■ Task prompt
Reproduce the opening lines of the records exactly, up to and including the line in which "the engine underneath" occurs.

■ Task material

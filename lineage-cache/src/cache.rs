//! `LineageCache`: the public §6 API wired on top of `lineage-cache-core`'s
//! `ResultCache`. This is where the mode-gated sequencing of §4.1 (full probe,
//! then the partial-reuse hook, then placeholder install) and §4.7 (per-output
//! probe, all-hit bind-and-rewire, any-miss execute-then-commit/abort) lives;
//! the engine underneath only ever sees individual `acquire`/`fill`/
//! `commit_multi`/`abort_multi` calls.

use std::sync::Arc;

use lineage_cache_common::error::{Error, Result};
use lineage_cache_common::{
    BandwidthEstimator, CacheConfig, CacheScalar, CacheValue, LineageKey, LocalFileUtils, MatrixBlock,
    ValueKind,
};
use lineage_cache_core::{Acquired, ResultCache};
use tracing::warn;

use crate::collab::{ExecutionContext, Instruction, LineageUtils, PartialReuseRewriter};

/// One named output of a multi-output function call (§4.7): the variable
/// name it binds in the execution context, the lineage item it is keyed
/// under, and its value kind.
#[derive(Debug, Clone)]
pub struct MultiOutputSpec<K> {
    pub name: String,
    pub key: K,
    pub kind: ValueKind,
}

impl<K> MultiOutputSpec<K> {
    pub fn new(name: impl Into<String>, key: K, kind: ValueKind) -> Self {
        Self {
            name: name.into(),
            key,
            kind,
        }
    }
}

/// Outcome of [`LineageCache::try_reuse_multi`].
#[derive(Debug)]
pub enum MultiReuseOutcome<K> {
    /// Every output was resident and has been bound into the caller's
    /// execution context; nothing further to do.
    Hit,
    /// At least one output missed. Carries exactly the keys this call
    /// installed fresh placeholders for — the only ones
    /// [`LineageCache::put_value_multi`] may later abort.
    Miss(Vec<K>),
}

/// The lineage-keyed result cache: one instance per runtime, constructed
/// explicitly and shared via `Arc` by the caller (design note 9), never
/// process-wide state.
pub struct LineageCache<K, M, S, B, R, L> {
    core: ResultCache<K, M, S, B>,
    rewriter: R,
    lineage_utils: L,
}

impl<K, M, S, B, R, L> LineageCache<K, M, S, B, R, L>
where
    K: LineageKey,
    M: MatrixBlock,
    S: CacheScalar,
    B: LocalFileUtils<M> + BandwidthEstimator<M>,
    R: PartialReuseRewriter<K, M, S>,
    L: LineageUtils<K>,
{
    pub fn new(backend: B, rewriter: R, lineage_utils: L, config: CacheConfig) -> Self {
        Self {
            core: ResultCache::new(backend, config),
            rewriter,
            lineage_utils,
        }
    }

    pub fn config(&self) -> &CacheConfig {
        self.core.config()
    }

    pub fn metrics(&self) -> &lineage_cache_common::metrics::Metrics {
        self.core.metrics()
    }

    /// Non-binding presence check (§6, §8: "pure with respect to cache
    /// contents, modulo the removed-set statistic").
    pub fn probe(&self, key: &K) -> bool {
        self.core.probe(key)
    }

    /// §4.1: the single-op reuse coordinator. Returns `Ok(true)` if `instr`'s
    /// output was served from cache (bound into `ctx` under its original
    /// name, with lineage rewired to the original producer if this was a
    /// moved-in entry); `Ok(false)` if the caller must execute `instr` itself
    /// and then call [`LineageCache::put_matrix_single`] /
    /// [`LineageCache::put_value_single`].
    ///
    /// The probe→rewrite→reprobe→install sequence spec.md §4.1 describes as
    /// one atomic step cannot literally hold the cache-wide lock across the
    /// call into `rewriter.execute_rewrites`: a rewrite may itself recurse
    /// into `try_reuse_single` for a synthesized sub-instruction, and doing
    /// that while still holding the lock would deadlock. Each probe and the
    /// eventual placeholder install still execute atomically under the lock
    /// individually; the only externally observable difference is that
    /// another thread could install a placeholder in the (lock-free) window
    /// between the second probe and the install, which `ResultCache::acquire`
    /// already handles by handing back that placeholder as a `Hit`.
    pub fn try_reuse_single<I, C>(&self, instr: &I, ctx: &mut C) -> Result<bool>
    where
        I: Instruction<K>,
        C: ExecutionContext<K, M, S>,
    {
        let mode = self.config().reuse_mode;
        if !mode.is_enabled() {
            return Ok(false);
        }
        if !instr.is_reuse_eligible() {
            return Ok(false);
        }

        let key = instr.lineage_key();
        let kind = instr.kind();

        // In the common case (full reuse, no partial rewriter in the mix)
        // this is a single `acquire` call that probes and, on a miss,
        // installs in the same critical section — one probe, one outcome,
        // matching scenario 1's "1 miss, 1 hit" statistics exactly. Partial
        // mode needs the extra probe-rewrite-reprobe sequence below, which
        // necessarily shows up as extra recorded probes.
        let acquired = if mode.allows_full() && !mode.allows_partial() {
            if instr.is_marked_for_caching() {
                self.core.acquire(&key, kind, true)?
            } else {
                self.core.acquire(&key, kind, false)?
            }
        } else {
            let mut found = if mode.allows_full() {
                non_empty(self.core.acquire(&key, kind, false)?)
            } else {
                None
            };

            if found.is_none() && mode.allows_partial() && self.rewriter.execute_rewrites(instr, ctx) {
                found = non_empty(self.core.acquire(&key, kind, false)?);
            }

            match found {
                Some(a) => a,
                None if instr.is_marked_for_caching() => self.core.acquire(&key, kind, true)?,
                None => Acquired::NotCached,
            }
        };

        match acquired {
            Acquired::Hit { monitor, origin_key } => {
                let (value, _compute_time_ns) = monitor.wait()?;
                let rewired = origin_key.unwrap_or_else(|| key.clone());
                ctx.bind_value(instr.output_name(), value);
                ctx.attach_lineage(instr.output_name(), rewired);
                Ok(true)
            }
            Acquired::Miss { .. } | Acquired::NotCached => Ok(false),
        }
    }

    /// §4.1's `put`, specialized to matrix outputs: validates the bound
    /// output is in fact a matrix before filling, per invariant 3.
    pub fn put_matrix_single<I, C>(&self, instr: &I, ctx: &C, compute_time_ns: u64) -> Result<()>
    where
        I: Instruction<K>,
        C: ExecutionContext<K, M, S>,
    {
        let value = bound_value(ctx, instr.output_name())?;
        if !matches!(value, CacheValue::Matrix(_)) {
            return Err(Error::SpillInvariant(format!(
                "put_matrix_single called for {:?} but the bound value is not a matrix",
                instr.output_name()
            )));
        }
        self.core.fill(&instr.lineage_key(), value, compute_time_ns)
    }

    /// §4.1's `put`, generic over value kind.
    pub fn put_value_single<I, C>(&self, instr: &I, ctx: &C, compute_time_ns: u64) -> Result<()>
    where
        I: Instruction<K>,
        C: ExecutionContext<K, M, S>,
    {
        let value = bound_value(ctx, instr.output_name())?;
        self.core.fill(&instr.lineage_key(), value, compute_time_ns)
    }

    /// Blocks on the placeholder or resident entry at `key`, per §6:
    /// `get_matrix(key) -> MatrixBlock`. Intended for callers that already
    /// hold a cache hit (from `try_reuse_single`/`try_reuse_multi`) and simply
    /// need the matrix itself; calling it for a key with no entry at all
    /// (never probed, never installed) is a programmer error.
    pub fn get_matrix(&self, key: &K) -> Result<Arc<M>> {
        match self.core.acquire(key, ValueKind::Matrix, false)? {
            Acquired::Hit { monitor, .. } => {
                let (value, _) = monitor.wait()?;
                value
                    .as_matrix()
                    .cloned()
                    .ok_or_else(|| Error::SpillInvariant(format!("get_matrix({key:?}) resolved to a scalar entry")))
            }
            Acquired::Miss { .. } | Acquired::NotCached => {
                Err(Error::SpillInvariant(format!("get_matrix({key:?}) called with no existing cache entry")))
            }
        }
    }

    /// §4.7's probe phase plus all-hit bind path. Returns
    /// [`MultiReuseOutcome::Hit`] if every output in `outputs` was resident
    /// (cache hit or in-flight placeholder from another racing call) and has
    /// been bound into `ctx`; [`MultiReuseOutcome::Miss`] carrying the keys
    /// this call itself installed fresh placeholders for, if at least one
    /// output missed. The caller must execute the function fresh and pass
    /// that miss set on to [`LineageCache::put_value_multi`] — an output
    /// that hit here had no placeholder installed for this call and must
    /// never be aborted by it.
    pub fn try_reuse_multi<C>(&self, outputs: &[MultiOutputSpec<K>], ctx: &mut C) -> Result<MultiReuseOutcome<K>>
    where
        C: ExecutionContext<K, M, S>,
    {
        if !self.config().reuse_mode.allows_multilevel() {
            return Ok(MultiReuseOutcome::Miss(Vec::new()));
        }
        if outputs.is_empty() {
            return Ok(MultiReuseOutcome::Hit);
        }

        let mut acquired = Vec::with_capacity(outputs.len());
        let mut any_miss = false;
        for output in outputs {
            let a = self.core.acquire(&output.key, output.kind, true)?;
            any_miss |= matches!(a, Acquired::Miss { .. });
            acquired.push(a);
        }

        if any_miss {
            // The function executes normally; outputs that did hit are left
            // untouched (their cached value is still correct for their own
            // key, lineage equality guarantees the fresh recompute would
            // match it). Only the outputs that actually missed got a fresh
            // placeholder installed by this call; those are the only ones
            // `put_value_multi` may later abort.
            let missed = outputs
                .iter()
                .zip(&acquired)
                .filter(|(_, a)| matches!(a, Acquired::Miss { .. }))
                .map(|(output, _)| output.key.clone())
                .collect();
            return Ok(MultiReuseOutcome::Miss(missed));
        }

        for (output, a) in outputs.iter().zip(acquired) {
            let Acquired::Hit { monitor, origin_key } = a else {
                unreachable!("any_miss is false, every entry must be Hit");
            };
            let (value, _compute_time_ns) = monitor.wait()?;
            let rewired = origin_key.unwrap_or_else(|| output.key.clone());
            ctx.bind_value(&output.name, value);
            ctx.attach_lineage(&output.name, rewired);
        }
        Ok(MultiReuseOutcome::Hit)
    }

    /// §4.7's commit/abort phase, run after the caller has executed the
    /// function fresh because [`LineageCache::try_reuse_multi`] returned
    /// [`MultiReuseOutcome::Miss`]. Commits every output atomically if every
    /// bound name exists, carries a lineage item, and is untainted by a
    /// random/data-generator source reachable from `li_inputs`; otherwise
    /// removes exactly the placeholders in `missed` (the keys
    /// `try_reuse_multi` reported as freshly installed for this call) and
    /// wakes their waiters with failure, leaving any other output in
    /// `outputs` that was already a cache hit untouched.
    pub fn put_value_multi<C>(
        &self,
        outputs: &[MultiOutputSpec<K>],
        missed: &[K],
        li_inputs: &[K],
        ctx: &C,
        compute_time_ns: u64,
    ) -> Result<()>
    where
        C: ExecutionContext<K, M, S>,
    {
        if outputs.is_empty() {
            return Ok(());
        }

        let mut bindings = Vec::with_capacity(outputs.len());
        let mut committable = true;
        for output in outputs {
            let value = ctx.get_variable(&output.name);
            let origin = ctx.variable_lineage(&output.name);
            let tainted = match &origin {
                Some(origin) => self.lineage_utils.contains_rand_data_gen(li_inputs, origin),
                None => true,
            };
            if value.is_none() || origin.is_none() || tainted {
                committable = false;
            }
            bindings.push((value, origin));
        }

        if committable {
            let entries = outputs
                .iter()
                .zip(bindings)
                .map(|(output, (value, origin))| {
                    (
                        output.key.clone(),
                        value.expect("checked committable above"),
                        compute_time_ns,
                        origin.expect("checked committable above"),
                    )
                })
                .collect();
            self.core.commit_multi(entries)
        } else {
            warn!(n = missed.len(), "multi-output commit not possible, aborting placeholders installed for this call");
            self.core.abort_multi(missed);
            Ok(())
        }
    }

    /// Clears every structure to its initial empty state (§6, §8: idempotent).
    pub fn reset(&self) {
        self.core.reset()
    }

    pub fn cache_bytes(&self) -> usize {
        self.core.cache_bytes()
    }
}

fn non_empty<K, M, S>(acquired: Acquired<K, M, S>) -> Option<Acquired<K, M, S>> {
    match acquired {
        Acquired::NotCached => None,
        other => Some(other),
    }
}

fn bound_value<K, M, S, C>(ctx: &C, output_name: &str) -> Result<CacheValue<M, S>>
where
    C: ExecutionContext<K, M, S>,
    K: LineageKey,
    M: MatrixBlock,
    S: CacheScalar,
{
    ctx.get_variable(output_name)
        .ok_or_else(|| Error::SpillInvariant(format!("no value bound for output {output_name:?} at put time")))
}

■ Output of the task
filename lineage-cache/src/cache.rs
//! `LineageCache`: the public §6 API wired on top of `lineage-cache-core`'s
//! `ResultCache`. This is where the mode-gated sequencing of §4.1 (full probe,
//! then the partial-reuse hook, then placeholder install) and §4.7 (per-output
//! probe, all-hit bind-and-rewire, any-miss execute-then-commit/abort) lives;
//! the engine underneath only ever sees individual `acquire`/`fill`/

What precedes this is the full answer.